JpGU-AGU Joint Meeting 2020

Presentation information

[E] Oral

H (Human Geosciences ) » H-TT Technology & Techniques

[H-TT15] Environmental Remote Sensing

convener:Wei Yang(Chiba University), Akihiko Kondoh(Center for Environmental Remote Sensing, Chiba University), Carolynne Hultquist(Columbia University), Elena Sava(US Army Corps of Engineers Geospatial Research Laboratory), Guido Cervone(Pennsylvania State University Main Campus)
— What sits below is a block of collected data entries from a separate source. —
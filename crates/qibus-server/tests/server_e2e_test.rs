//! Full-stack scenarios: server, hosted directory, and client sessions
//! over a real TCP loopback.

use std::collections::HashMap;
use std::sync::Arc;
use std::time::Duration;

use bytes::Bytes;
use qibus_client::{Session, SessionConfig};
use qibus_net::{dial, Endpoint};
use qibus_proto::meta::action;
use qibus_proto::service::ServiceEvent;
use qibus_proto::{ByteReader, ByteWriter, CapabilityMap, Kind, Message, Value};
use qibus_server::{
    BasicObject, ObjectBuilder, PermissiveAuthenticator, Server, UserTokenAuthenticator,
};

const PING: u32 = 0x64;
const TICK: u32 = 0x65;
const DELAY: u32 = 0x66;

fn clock_meta() -> qibus_proto::MetaObject {
    let mut meta = qibus_proto::MetaObject {
        description: "Clock".to_string(),
        ..qibus_proto::MetaObject::default()
    };
    meta.methods
        .insert(PING, qibus_proto::MetaMethod::new(PING, "ping", "(s)", "s"));
    meta.signals.insert(TICK, qibus_proto::MetaSignal::new(TICK, "tick", "(l)"));
    meta.properties
        .insert(DELAY, qibus_proto::MetaProperty::new(DELAY, "delay", "i"));
    meta
}

fn clock_object() -> BasicObject {
    ObjectBuilder::new(clock_meta())
        .method(PING, |payload: Bytes| async move {
            let mut r = ByteReader::new(&payload);
            let text = r.read_string().map_err(|e| e.to_string())?;
            let mut w = ByteWriter::new();
            w.write_string(&format!("pong: {text}"));
            Ok(w.into_bytes())
        })
        .property("delay", Value::from_i32(10))
        .on_property_change(Box::new(|_, raw| {
            let mut r = ByteReader::new(raw);
            let value = r.read_i32().map_err(|e| e.to_string())?;
            if value < 0 {
                return Err(format!("duration cannot be negative ({value})"));
            }
            Ok(())
        }))
        .build()
}

/// Poll until the session's service list contains `name`.
async fn wait_for_service(session: &Session, name: &str) {
    for _ in 0..100 {
        if session.services().iter().any(|info| info.name == name) {
            return;
        }
        tokio::time::sleep(Duration::from_millis(20)).await;
    }
    panic!("service {name} never appeared in the session list");
}

async fn start_directory_server() -> Arc<Server> {
    let server = Arc::new(
        Server::bind_directory("tcp://127.0.0.1:0", Arc::new(PermissiveAuthenticator))
            .await
            .unwrap(),
    );
    let acceptor = server.clone();
    tokio::spawn(async move {
        let _ = acceptor.run().await;
    });
    server
}

#[tokio::test]
async fn directory_lifecycle_with_signals() {
    let server = start_directory_server().await;
    let session = Session::connect(server.url()).await.unwrap();

    // Only the directory itself is live.
    let services = session.services();
    assert_eq!(services.len(), 1);
    assert_eq!(services[0].name, "ServiceDirectory");
    assert_eq!(services[0].service_id, 1);

    // Subscribe before registering so both events are observed.
    let mut added = session.directory().subscribe("serviceAdded").await.unwrap();
    let mut removed = session.directory().subscribe("serviceRemoved").await.unwrap();

    // The directory occupies id 1; the first user service gets 2.
    let id = server.add_service("Clock", Arc::new(clock_object())).await.unwrap();
    assert_eq!(id, 2);

    let payload = tokio::time::timeout(Duration::from_secs(5), added.next())
        .await
        .unwrap()
        .unwrap();
    let mut r = ByteReader::new(&payload);
    let event = ServiceEvent::read(&mut r).unwrap();
    assert_eq!((event.service_id, event.name.as_str()), (2, "Clock"));

    // The session's own watcher updates its list shortly after the event.
    wait_for_service(&session, "Clock").await;
    let clock = session.proxy("Clock", 1).await.unwrap();
    assert_eq!(clock.service_id(), 2);

    server.remove_service(id).await;
    let payload = tokio::time::timeout(Duration::from_secs(5), removed.next())
        .await
        .unwrap()
        .unwrap();
    let mut r = ByteReader::new(&payload);
    let event = ServiceEvent::read(&mut r).unwrap();
    assert_eq!((event.service_id, event.name.as_str()), (2, "Clock"));

    added.cancel().await.unwrap();
}

#[tokio::test]
async fn duplicate_service_names_rejected() {
    let server = start_directory_server().await;
    server.add_service("Clock", Arc::new(clock_object())).await.unwrap();
    let err = server.add_service("Clock", Arc::new(clock_object())).await.unwrap_err();
    assert!(err.to_string().contains("already registered"), "{err}");
}

#[tokio::test]
async fn method_call_through_session() {
    let server = start_directory_server().await;
    server.add_service("Clock", Arc::new(clock_object())).await.unwrap();

    let session = Session::connect(server.url()).await.unwrap();
    let clock = session.proxy("Clock", 1).await.unwrap();

    let mut w = ByteWriter::new();
    w.write_string("hello");
    let response = clock.call("ping", w.into_bytes()).await.unwrap();
    let mut r = ByteReader::new(&response);
    assert_eq!(r.read_string().unwrap(), "pong: hello");
}

#[tokio::test]
async fn signals_reach_remote_subscribers_in_order() {
    let server = start_directory_server().await;
    let clock = clock_object();
    server.add_service("Clock", Arc::new(clock.clone())).await.unwrap();

    let session = Session::connect(server.url()).await.unwrap();
    let proxy = session.proxy("Clock", 1).await.unwrap();
    let mut ticks = proxy.subscribe("tick").await.unwrap();

    for tick in 0..5i64 {
        let mut w = ByteWriter::new();
        w.write_i64(tick);
        clock.emit_signal(TICK, w.into_bytes()).await.unwrap();
    }

    for expected in 0..5i64 {
        let payload = tokio::time::timeout(Duration::from_secs(5), ticks.next())
            .await
            .unwrap()
            .unwrap();
        let mut r = ByteReader::new(&payload);
        assert_eq!(r.read_i64().unwrap(), expected);
    }

    ticks.cancel().await.unwrap();
}

#[tokio::test]
async fn property_round_trip_over_the_wire() {
    let server = start_directory_server().await;
    server.add_service("Clock", Arc::new(clock_object())).await.unwrap();

    let session = Session::connect(server.url()).await.unwrap();
    let clock = session.proxy("Clock", 1).await.unwrap();

    assert_eq!(clock.property("delay").await.unwrap().to_i32().unwrap(), 10);

    // Updates notify subscribers of the property uid.
    let mut updates = clock.subscribe("delay").await.unwrap();
    clock.set_property("delay", Value::from_i32(12)).await.unwrap();

    let payload = tokio::time::timeout(Duration::from_secs(5), updates.next())
        .await
        .unwrap()
        .unwrap();
    let mut r = ByteReader::new(&payload);
    assert_eq!(r.read_i32().unwrap(), 12);
    assert_eq!(clock.property("delay").await.unwrap().to_i32().unwrap(), 12);

    // A rejected update leaves the stored value unchanged.
    let err = clock.set_property("delay", Value::from_i32(-1)).await.unwrap_err();
    assert!(err.to_string().contains("cannot be negative"), "{err}");
    assert_eq!(clock.property("delay").await.unwrap().to_i32().unwrap(), 12);

    assert_eq!(clock.properties().await.unwrap(), vec!["delay".to_string()]);
}

#[tokio::test]
async fn unauthenticated_calls_are_refused() {
    let server = Arc::new(
        Server::bind_directory(
            "tcp://127.0.0.1:0",
            Arc::new(UserTokenAuthenticator::new(HashMap::from([(
                "nao".to_string(),
                "secret".to_string(),
            )]))),
        )
        .await
        .unwrap(),
    );
    let acceptor = server.clone();
    tokio::spawn(async move {
        let _ = acceptor.run().await;
    });

    // Wrong credentials cannot open a session.
    let err = Session::connect_with(
        server.url(),
        SessionConfig { user: "nao".to_string(), token: "wrong".to_string(), ..SessionConfig::default() },
    )
    .await
    .unwrap_err();
    assert!(matches!(err, qibus_client::ClientError::AuthFailed(_)), "{err}");

    // The right ones can.
    let session = Session::connect_with(
        server.url(),
        SessionConfig { user: "nao".to_string(), token: "secret".to_string(), ..SessionConfig::default() },
    )
    .await
    .unwrap();
    assert_eq!(session.services().len(), 1);
}

#[tokio::test]
async fn capability_frame_cannot_bypass_token_auth() {
    let server = Arc::new(
        Server::bind_directory(
            "tcp://127.0.0.1:0",
            Arc::new(UserTokenAuthenticator::new(HashMap::from([(
                "nao".to_string(),
                "secret".to_string(),
            )]))),
        )
        .await
        .unwrap(),
    );
    let acceptor = server.clone();
    tokio::spawn(async move {
        let _ = acceptor.run().await;
    });

    let endpoint = Endpoint::new(dial(server.url()).await.unwrap());
    let mut inbound = endpoint.receive_any();

    // A bare capability frame without credentials is not acknowledged...
    let caps = CapabilityMap::preferred("", "");
    endpoint
        .send(Message::new(Kind::Capability, 2, 0, 0, 0, caps.to_payload()))
        .await
        .unwrap();
    let reply = tokio::time::timeout(Duration::from_millis(300), inbound.recv()).await;
    assert!(reply.is_err(), "capability frame must not be acknowledged without credentials");

    // ...and does not authenticate the connection: calls are still refused.
    let mut w = ByteWriter::new();
    w.write_u32(1);
    endpoint
        .send(Message::new(Kind::Call, 7, 1, 1, action::META_OBJECT, w.into_bytes()))
        .await
        .unwrap();
    let refusal = tokio::time::timeout(Duration::from_secs(5), inbound.recv())
        .await
        .unwrap()
        .unwrap();
    assert_eq!(refusal.header.kind(), Some(Kind::Error));
    let mut r = ByteReader::new(&refusal.payload);
    let detail = Value::read(&mut r).unwrap().to_str().unwrap();
    assert!(detail.contains("not authenticated"), "{detail}");
}

#[tokio::test]
async fn capability_exchange_authenticates_against_permissive_server() {
    let server = start_directory_server().await;

    let endpoint = Endpoint::new(dial(server.url()).await.unwrap());
    let mut inbound = endpoint.receive_any();

    // A permissive server grants the exchange and reflects capabilities.
    endpoint
        .send(Message::new(
            Kind::Capability,
            2,
            0,
            0,
            0,
            CapabilityMap::preferred("", "").to_payload(),
        ))
        .await
        .unwrap();
    let reply = tokio::time::timeout(Duration::from_secs(5), inbound.recv())
        .await
        .unwrap()
        .unwrap();
    assert_eq!(reply.header.kind(), Some(Kind::Capability));
    let map = CapabilityMap::from_payload(&reply.payload).unwrap();
    assert!(map.authenticated());

    // The connection is now authenticated: introspection answers.
    let mut replies = endpoint.receive_any();
    let mut w = ByteWriter::new();
    w.write_u32(1);
    endpoint
        .send(Message::new(Kind::Call, 9, 1, 1, action::META_OBJECT, w.into_bytes()))
        .await
        .unwrap();
    let reply = tokio::time::timeout(Duration::from_secs(5), replies.recv())
        .await
        .unwrap()
        .unwrap();
    assert_eq!(reply.header.kind(), Some(Kind::Reply));
}

#[tokio::test]
async fn token_renewal_handshake_over_the_wire() {
    // A user provisioned with an empty token is issued one via Continue.
    let authenticator = Arc::new(UserTokenAuthenticator::new(HashMap::from([(
        "nao".to_string(),
        String::new(),
    )])));
    let server = Arc::new(
        Server::bind_directory("tcp://127.0.0.1:0", authenticator.clone()).await.unwrap(),
    );
    let acceptor = server.clone();
    tokio::spawn(async move {
        let _ = acceptor.run().await;
    });

    let session = Session::connect_with(
        server.url(),
        SessionConfig { user: "nao".to_string(), token: String::new(), ..SessionConfig::default() },
    )
    .await
    .unwrap();
    assert_eq!(session.services().len(), 1);

    // The authenticator persisted the issued token.
    let issued = authenticator.token_of("nao").unwrap();
    assert!(!issued.is_empty());
}

#[tokio::test]
async fn session_reuses_pooled_connections() {
    let server = start_directory_server().await;
    server.add_service("Clock", Arc::new(clock_object())).await.unwrap();

    let session = Session::connect(server.url()).await.unwrap();
    let first = session.proxy("Clock", 1).await.unwrap();
    let second = session.proxy("Clock", 1).await.unwrap();

    // Both proxies ride the directory connection (same advertised URL).
    let mut w = ByteWriter::new();
    w.write_string("a");
    first.call("ping", w.into_bytes()).await.unwrap();
    let mut w = ByteWriter::new();
    w.write_string("b");
    second.call("ping", w.into_bytes()).await.unwrap();
}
[HTT15-09] Deep learning for atmospheric duct estimation from radar sea clutter

*Xiaofeng Zhao1, Huadong Du1, Zhixian Luo1 (1.College of Meteorology and Oceanography, National University of Defense Technology)

Keywords:atmospheric duct, radar sea clutter, deep learning

Atmospheric duct is a kind of non-standard refractive structure. It can change the electromagnetic wave (EM) propagation paths and capture the EM rays in the duct layer to form the atmospheric duct propagation, leading to substantial influences on the performance of radar and wireless telecommunication systems. On the other hand, when the EM waves propagate in the duct layer, they carry the information of this layer. From the perspective of inverse problem, the structure of the duct layer can be retrieved from these EM signals. Nowadays, deep learning (DL) has been applied in many remote sensing areas. This paper proposes the feasibility of using the DL for the inverse problem of “refractivity from clutter (RFC)”. Through the simulation data, a DL network mapping model between the radar sea clutter and the duct parameters is constructed, and the factors that may affect the accuracy of the network model are discussed.